Task statement ▸ What is the number of lines in the data below that hold the word "SyncConfig"? Give nothing beyond that number.

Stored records
——

//! Scheduling and liveness loop
//!
//! Drives refresh → chunk → publish cycles on a fixed interval until the stop
//! signal is set. Any cycle error ends the run with a [`FatalError`]; the
//! engine never retries and never publishes a partial cycle.

use std::sync::Arc;
use std::time::{Duration, Instant};

use tracing::{debug, error, info, warn};

use crate::chunking;
use crate::config::SyncConfig;
use crate::error::{FatalError, PeripheralError, Phase, SyncError};
use crate::liveness::LivenessNotifier;
use crate::peripheral::{PeripheralService, ServiceDescriptor, ServiceHandle};
use crate::pipeline::RefreshPipeline;
use crate::signal::StopSignal;

// ----------------------------------------------------------------------------
// State
// ----------------------------------------------------------------------------

/// Lifecycle of the engine
#[derive(Debug, Clone, Copy, PartialEq, Eq)]
pub enum EngineState {
    /// Constructed, service not registered yet
    Idle,
    /// Advertising and publishing cycles
    Running,
    /// Stop signal observed, service torn down
    Stopped,
    /// A fatal error ended the run
    Failed,
}

impl std::fmt::Display for EngineState {
    fn fmt(&self, f: &mut std::fmt::Formatter<'_>) -> std::fmt::Result {
        match self {
            EngineState::Idle => write!(f, "Idle"),
            EngineState::Running => write!(f, "Running"),
            EngineState::Stopped => write!(f, "Stopped"),
            EngineState::Failed => write!(f, "Failed"),
        }
    }
}

/// Summary of one successful cycle
#[derive(Debug, Clone, PartialEq, Eq)]
pub struct CycleReport {
    pub cycle: u64,
    pub payload_len: usize,
    pub chunks: usize,
    pub fallback_used: bool,
    pub elapsed: Duration,
}

/// How a run ended when it did not fail
#[derive(Debug, Clone, Copy, PartialEq, Eq)]
pub struct EngineExit {
    /// Completed cycles
    pub cycles: u64,
}

impl EngineExit {
    pub fn exit_code(&self) -> i32 {
        0
    }
}

// ----------------------------------------------------------------------------
// Engine
// ----------------------------------------------------------------------------

/// Publishes refreshed snapshots into the peripheral's characteristic slots
pub struct SyncEngine {
    pipeline: RefreshPipeline,
    peripheral: Box<dyn PeripheralService>,
    notifier: Arc<dyn LivenessNotifier>,
    stop: StopSignal,
    descriptor: ServiceDescriptor,
    slot_capacity: usize,
    interval: Duration,
    handle: Option<ServiceHandle>,
    state: EngineState,
    cycles: u64,
}

impl SyncEngine {
    pub fn new(
        config: &SyncConfig,
        pipeline: RefreshPipeline,
        peripheral: Box<dyn PeripheralService>,
        notifier: Arc<dyn LivenessNotifier>,
        stop: StopSignal,
    ) -> Self {
        Self {
            pipeline,
            peripheral,
            notifier,
            stop,
            descriptor: ServiceDescriptor::from_config(&config.service),
            slot_capacity: config.service.slot_capacity,
            interval: config.refresh_interval(),
            handle: None,
            state: EngineState::Idle,
            cycles: 0,
        }
    }

    pub fn state(&self) -> EngineState {
        self.state
    }

    pub fn cycles(&self) -> u64 {
        self.cycles
    }

    /// Handle for requesting shutdown
    pub fn stop_signal(&self) -> StopSignal {
        self.stop.clone()
    }

    /// Run until the stop signal is observed or a cycle fails
    pub async fn run(&mut self) -> Result<EngineExit, FatalError> {
        self.stop.clear();

        if let Err(err) = self.start().await {
            self.state = EngineState::Failed;
            error!("Startup failed: {}", err);
            return Err(FatalError::new(Phase::Startup, 0, err));
        }

        loop {
            if self.stop.is_set() {
                info!("Stop signal observed after {} cycles", self.cycles);
                break;
            }

            match self.run_cycle().await {
                Ok(report) => {
                    info!(
                        "Cycle {} published {} bytes in {} slots ({}ms{})",
                        report.cycle,
                        report.payload_len,
                        report.chunks,
                        report.elapsed.as_millis(),
                        if report.fallback_used { ", timetable fallback" } else { "" }
                    );
                    self.heartbeat(&report);
                }
                Err(fatal) => {
                    self.state = EngineState::Failed;
                    error!("{}", fatal);
                    return Err(fatal);
                }
            }

            tokio::select! {
                _ = tokio::time::sleep(self.interval) => {}
                _ = self.stop.wait() => {
                    debug!("Stop requested while sleeping");
                }
            }
        }

        self.shutdown().await
    }

    /// Register the service and start advertising (Idle → Running)
    async fn start(&mut self) -> Result<(), SyncError> {
        info!(
            "Registering service {} with {} characteristics",
            self.descriptor.uuid,
            self.descriptor.slot_count()
        );
        let handle = self.peripheral.register(&self.descriptor).await?;
        self.peripheral.start_advertising(&handle).await?;
        self.handle = Some(handle);
        self.state = EngineState::Running;
        info!("Advertising as {}", self.descriptor.local_name);

        if let Err(e) = self.notifier.ready() {
            warn!("Failed to notify supervisor: {}", e);
        }
        Ok(())
    }

    /// Run one refresh → chunk → publish step.
    ///
    /// The service must be registered; slot values only change once the whole
    /// payload has been chunked successfully.
    pub async fn run_cycle(&mut self) -> Result<CycleReport, FatalError> {
        let cycle = self.cycles + 1;
        let started = Instant::now();

        let handle = self.handle.as_ref().ok_or_else(|| {
            FatalError::new(
                Phase::Publish,
                cycle,
                SyncError::Peripheral(PeripheralError::NotRegistered),
            )
        })?;

        debug!("Refreshing data (cycle {})", cycle);
        let output = self
            .pipeline
            .refresh()
            .await
            .map_err(|e| FatalError::new(Phase::Refresh, cycle, e))?;

        let assignment = chunking::layout(
            &output.payload,
            self.slot_capacity,
            self.descriptor.slot_count(),
        )
        .map_err(|e| FatalError::new(Phase::Chunking, cycle, e))?;

        self.peripheral
            .publish(handle, &assignment)
            .map_err(|e| FatalError::new(Phase::Publish, cycle, e.into()))?;

        self.cycles = cycle;
        Ok(CycleReport {
            cycle,
            payload_len: output.payload.len(),
            chunks: assignment.used_slots(),
            fallback_used: output.fallback_used,
            elapsed: started.elapsed(),
        })
    }

    fn heartbeat(&self, report: &CycleReport) {
        if let Err(e) = self.notifier.heartbeat() {
            warn!("Failed to send watchdog heartbeat: {}", e);
        }
        let status = format!(
            "cycle {}: {} bytes in {} slots",
            report.cycle, report.payload_len, report.chunks
        );
        if let Err(e) = self.notifier.status(&status) {
            debug!("Failed to send status: {}", e);
        }
    }

    /// Running → Stopped: stop advertising and tear down the service
    async fn shutdown(&mut self) -> Result<EngineExit, FatalError> {
        self.state = EngineState::Stopped;
        if let Err(e) = self.notifier.stopping() {
            warn!("Failed to notify supervisor: {}", e);
        }

        if let Some(handle) = self.handle.take() {
            self.peripheral
                .stop(handle)
                .await
                .map_err(|e| FatalError::new(Phase::Shutdown, self.cycles, e.into()))?;
        }

        info!("Engine stopped after {} cycles", self.cycles);
        Ok(EngineExit {
            cycles: self.cycles,
        })
    }
}
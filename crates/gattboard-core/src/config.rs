//! Engine configuration
//!
//! Plain serde structs with defaults matching the deployed service. Layered
//! loading (file, environment, command line) lives in the binary; this module
//! only defines the shape and the consistency checks.

use std::collections::BTreeMap;
use std::time::Duration;

use serde::{Deserialize, Serialize};
use uuid::Uuid;

use crate::chunking::{DEFAULT_SLOT_CAPACITY, DEFAULT_SLOT_COUNT};
use crate::departures::DATE_PLACEHOLDER;

// ----------------------------------------------------------------------------
// Constants
// ----------------------------------------------------------------------------

/// Advertised local name; BlueZ truncates names of 10 characters or more
pub const DEFAULT_LOCAL_NAME: &str = "SPServer";

/// Primary GATT service
pub const DEFAULT_SERVICE_UUID: Uuid = Uuid::from_u128(0xD2EA587F_19C8_4F4C_8179_3BA0BC150B01);

/// Characteristic slots, in reassembly order
pub const DEFAULT_CHARACTERISTIC_UUIDS: [Uuid; DEFAULT_SLOT_COUNT] = [
    Uuid::from_u128(0x0DF8D897_33FE_4AF4_9E7A_63D24664C94B),
    Uuid::from_u128(0x0DF8D897_33FE_4AF4_9E7A_63D24664C94C),
    Uuid::from_u128(0x0DF8D897_33FE_4AF4_9E7A_63D24664C94D),
    Uuid::from_u128(0x0DF8D897_33FE_4AF4_9E7A_63D24664C94E),
    Uuid::from_u128(0x0DF8D897_33FE_4AF4_9E7A_63D24664C94F),
];

pub const DEFAULT_TIMETABLE_URL: &str = "https://www.wtp.waw.pl/rozklady-jazdy/?wtp_dt={date}&wtp_md=8&wtp_dy=1&wtp_st=5151&wtp_pt=02";

pub const DEFAULT_TRIGGER_ATTRIBUTE: &str = "bus_197";

pub const DEFAULT_REFRESH_INTERVAL_SECS: u64 = 60;

const MAX_LOCAL_NAME_LEN: usize = 9;

// ----------------------------------------------------------------------------
// Configuration
// ----------------------------------------------------------------------------

/// Complete configuration of the synchronization engine
#[derive(Debug, Clone, Default, Serialize, Deserialize, PartialEq)]
#[serde(default)]
pub struct SyncConfig {
    /// Published GATT service layout
    pub service: ServiceConfig,
    /// Primary data source
    pub primary: PrimaryConfig,
    /// Timetable fallback
    pub fallback: FallbackConfig,
    /// Scheduling loop behaviour
    pub engine: EngineConfig,
}

/// GATT service layout
#[derive(Debug, Clone, Serialize, Deserialize, PartialEq)]
#[serde(default)]
pub struct ServiceConfig {
    /// Advertised local name
    pub local_name: String,
    /// Service UUID
    pub uuid: Uuid,
    /// Characteristic UUIDs in slot order
    pub characteristics: Vec<Uuid>,
    /// Maximum value size per characteristic in bytes
    pub slot_capacity: usize,
    /// Bluetooth adapter to use (e.g. `hci0`); the default adapter when unset
    pub adapter: Option<String>,
}

/// Primary snapshot endpoint
#[derive(Debug, Clone, Serialize, Deserialize, PartialEq)]
#[serde(default)]
pub struct PrimaryConfig {
    /// Endpoint returning the JSON snapshot
    pub endpoint: String,
    /// Value of the `Authorization` header; `Bearer ` is added when missing
    pub auth: Option<String>,
    /// Request timeout
    pub timeout_secs: u64,
    /// Attribute whose falsy value triggers the timetable fallback
    pub trigger_attribute: String,
}

/// Timetable fallback
#[derive(Debug, Clone, Serialize, Deserialize, PartialEq)]
#[serde(default)]
pub struct FallbackConfig {
    /// Timetable URL with a `{date}` placeholder
    pub url_template: String,
    /// Line identifier to the snapshot attribute it fills
    pub lines: BTreeMap<String, String>,
    /// Number of departures kept per line
    pub count: usize,
    /// Request timeout
    pub timeout_secs: u64,
}

/// Which stop signal realization to use
#[derive(Debug, Clone, Copy, Serialize, Deserialize, PartialEq, Eq, Default)]
#[serde(rename_all = "lowercase")]
pub enum StopSignalMode {
    /// Pick based on the host platform
    #[default]
    Auto,
    /// Async-aware flag sharing the engine's runtime
    Cooperative,
    /// Thread-safe flag settable from foreign threads
    Threaded,
}

/// Scheduling loop behaviour
#[derive(Debug, Clone, Serialize, Deserialize, PartialEq)]
#[serde(default)]
pub struct EngineConfig {
    /// Delay between the end of one cycle and the start of the next
    pub refresh_interval_secs: u64,
    /// Stop signal realization
    pub stop_signal: StopSignalMode,
    /// Send systemd notifications (READY / WATCHDOG / STOPPING)
    pub watchdog: bool,
}

// ----------------------------------------------------------------------------
// Default Implementations
// ----------------------------------------------------------------------------

impl Default for ServiceConfig {
    fn default() -> Self {
        Self {
            local_name: DEFAULT_LOCAL_NAME.to_string(),
            uuid: DEFAULT_SERVICE_UUID,
            characteristics: DEFAULT_CHARACTERISTIC_UUIDS.to_vec(),
            slot_capacity: DEFAULT_SLOT_CAPACITY,
            adapter: None,
        }
    }
}

impl Default for PrimaryConfig {
    fn default() -> Self {
        Self {
            endpoint: String::new(),
            auth: None,
            timeout_secs: 30,
            trigger_attribute: DEFAULT_TRIGGER_ATTRIBUTE.to_string(),
        }
    }
}

impl Default for FallbackConfig {
    fn default() -> Self {
        let lines = [("197", "bus_197"), ("201", "bus_201")]
            .into_iter()
            .map(|(line, attr)| (line.to_string(), attr.to_string()))
            .collect();

        Self {
            url_template: DEFAULT_TIMETABLE_URL.to_string(),
            lines,
            count: 3,
            timeout_secs: 30,
        }
    }
}

impl Default for EngineConfig {
    fn default() -> Self {
        Self {
            refresh_interval_secs: DEFAULT_REFRESH_INTERVAL_SECS,
            stop_signal: StopSignalMode::Auto,
            watchdog: true,
        }
    }
}

// ----------------------------------------------------------------------------
// Builders and Validation
// ----------------------------------------------------------------------------

impl SyncConfig {
    pub fn new() -> Self {
        Self::default()
    }

    /// Set the primary endpoint
    pub fn with_endpoint(mut self, endpoint: impl Into<String>) -> Self {
        self.primary.endpoint = endpoint.into();
        self
    }

    /// Set the authorization token
    pub fn with_auth(mut self, auth: impl Into<String>) -> Self {
        self.primary.auth = Some(auth.into());
        self
    }

    /// Set the refresh interval
    pub fn with_refresh_interval(mut self, interval: Duration) -> Self {
        self.engine.refresh_interval_secs = interval.as_secs();
        self
    }

    pub fn refresh_interval(&self) -> Duration {
        Duration::from_secs(self.engine.refresh_interval_secs)
    }

    /// Check the configuration for consistency
    pub fn validate(&self) -> Result<(), ConfigError> {
        let service = &self.service;
        if service.local_name.is_empty() || service.local_name.len() > MAX_LOCAL_NAME_LEN {
            return Err(ConfigError::Validation(format!(
                "Local name must be 1 to {} characters, got {:?}",
                MAX_LOCAL_NAME_LEN, service.local_name
            )));
        }
        if service.characteristics.is_empty() {
            return Err(ConfigError::Validation(
                "At least one characteristic must be configured".to_string(),
            ));
        }
        for (i, uuid) in service.characteristics.iter().enumerate() {
            if service.characteristics[..i].contains(uuid) || *uuid == service.uuid {
                return Err(ConfigError::Validation(format!(
                    "Duplicate characteristic UUID: {uuid}"
                )));
            }
        }
        if service.slot_capacity == 0 {
            return Err(ConfigError::Validation(
                "Slot capacity must be greater than 0".to_string(),
            ));
        }

        let endpoint = self.primary.endpoint.trim();
        if endpoint.is_empty() {
            return Err(ConfigError::Validation(
                "Primary endpoint must be configured".to_string(),
            ));
        }
        url::Url::parse(endpoint).map_err(|e| {
            ConfigError::Validation(format!("Invalid primary endpoint {endpoint:?}: {e}"))
        })?;
        if self.primary.trigger_attribute.is_empty() {
            return Err(ConfigError::Validation(
                "Trigger attribute must not be empty".to_string(),
            ));
        }

        let fallback = &self.fallback;
        if !fallback.url_template.contains(DATE_PLACEHOLDER) {
            return Err(ConfigError::Validation(format!(
                "Timetable URL template must contain {DATE_PLACEHOLDER}"
            )));
        }
        url::Url::parse(&fallback.url_template.replace(DATE_PLACEHOLDER, "2000-01-01"))
            .map_err(|e| ConfigError::Validation(format!("Invalid timetable URL: {e}")))?;
        if fallback.lines.is_empty() {
            return Err(ConfigError::Validation(
                "At least one fallback line must be configured".to_string(),
            ));
        }
        if !fallback
            .lines
            .values()
            .any(|attribute| *attribute == self.primary.trigger_attribute)
        {
            return Err(ConfigError::Validation(format!(
                "Trigger attribute {:?} is not filled by any fallback line",
                self.primary.trigger_attribute
            )));
        }
        if fallback.count == 0 {
            return Err(ConfigError::Validation(
                "Fallback departure count must be greater than 0".to_string(),
            ));
        }

        if self.engine.refresh_interval_secs == 0 {
            return Err(ConfigError::Validation(
                "Refresh interval must be greater than 0".to_string(),
            ));
        }
        if self.primary.timeout_secs == 0 || fallback.timeout_secs == 0 {
            return Err(ConfigError::Validation(
                "Request timeouts must be greater than 0".to_string(),
            ));
        }

        Ok(())
    }
}

impl FallbackConfig {
    /// Lines of interest, in key order
    pub fn line_ids(&self) -> Vec<String> {
        self.lines.keys().cloned().collect()
    }
}

// ----------------------------------------------------------------------------
// Error Types
// ----------------------------------------------------------------------------

/// Configuration-related errors
#[derive(Debug, thiserror::Error)]
pub enum ConfigError {
    #[error("Configuration loading error: {0}")]
    Loading(String),

    #[error("Configuration validation error: {0}")]
    Validation(String),
}

#[cfg(test)]
mod tests {
    use super::*;

    fn valid() -> SyncConfig {
        SyncConfig::new()
            .with_endpoint("http://homeassistant.local:8123/api/states/sensor.board")
            .with_auth("secret")
    }

    #[test]
    fn test_default_config_matches_published_service() {
        let config = SyncConfig::default();
        assert_eq!(config.service.local_name, "SPServer");
        assert_eq!(config.service.characteristics.len(), 5);
        assert_eq!(config.service.slot_capacity, 240);
        assert_eq!(
            config.service.uuid.to_string().to_uppercase(),
            "D2EA587F-19C8-4F4C-8179-3BA0BC150B01"
        );
        assert_eq!(
            config.service.characteristics[4].to_string().to_uppercase(),
            "0DF8D897-33FE-4AF4-9E7A-63D24664C94F"
        );
        assert_eq!(config.fallback.line_ids(), vec!["197", "201"]);
        assert_eq!(config.refresh_interval(), Duration::from_secs(60));
    }

    #[test]
    fn test_default_config_needs_endpoint() {
        assert!(SyncConfig::default().validate().is_err());
        assert!(valid().validate().is_ok());
    }

    #[test]
    fn test_config_validation() {
        let mut config = valid();
        config.service.local_name = "FarTooLongName".to_string();
        assert!(config.validate().is_err());

        let mut config = valid();
        config.service.characteristics.push(config.service.characteristics[0]);
        assert!(config.validate().is_err());

        let mut config = valid();
        config.fallback.url_template = "https://example.com/timetable".to_string();
        assert!(config.validate().is_err());

        let mut config = valid();
        config.primary.trigger_attribute = "bus_300".to_string();
        assert!(matches!(config.validate(), Err(ConfigError::Validation(_))));

        let mut config = valid();
        config.fallback.lines.remove("197");
        assert!(config.validate().is_err());

        let mut config = valid();
        config.primary.trigger_attribute = "bus_201".to_string();
        assert!(config.validate().is_ok());

        let mut config = valid();
        config.fallback.count = 0;
        assert!(config.validate().is_err());

        let mut config = valid();
        config.engine.refresh_interval_secs = 0;
        assert!(config.validate().is_err());

        let config = valid().with_endpoint("not a url");
        assert!(config.validate().is_err());
    }

    #[test]
    fn test_partial_toml_uses_defaults() {
        let config: SyncConfig = toml::from_str(
            r#"
            [primary]
            endpoint = "http://localhost/api"

            [engine]
            stop_signal = "threaded"
            "#,
        )
        .unwrap();

        assert_eq!(config.primary.endpoint, "http://localhost/api");
        assert_eq!(config.primary.trigger_attribute, "bus_197");
        assert_eq!(config.engine.stop_signal, StopSignalMode::Threaded);
        assert_eq!(config.engine.refresh_interval_secs, 60);
        assert_eq!(config.service.characteristics.len(), 5);
    }
}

——

Answer box ▸ 9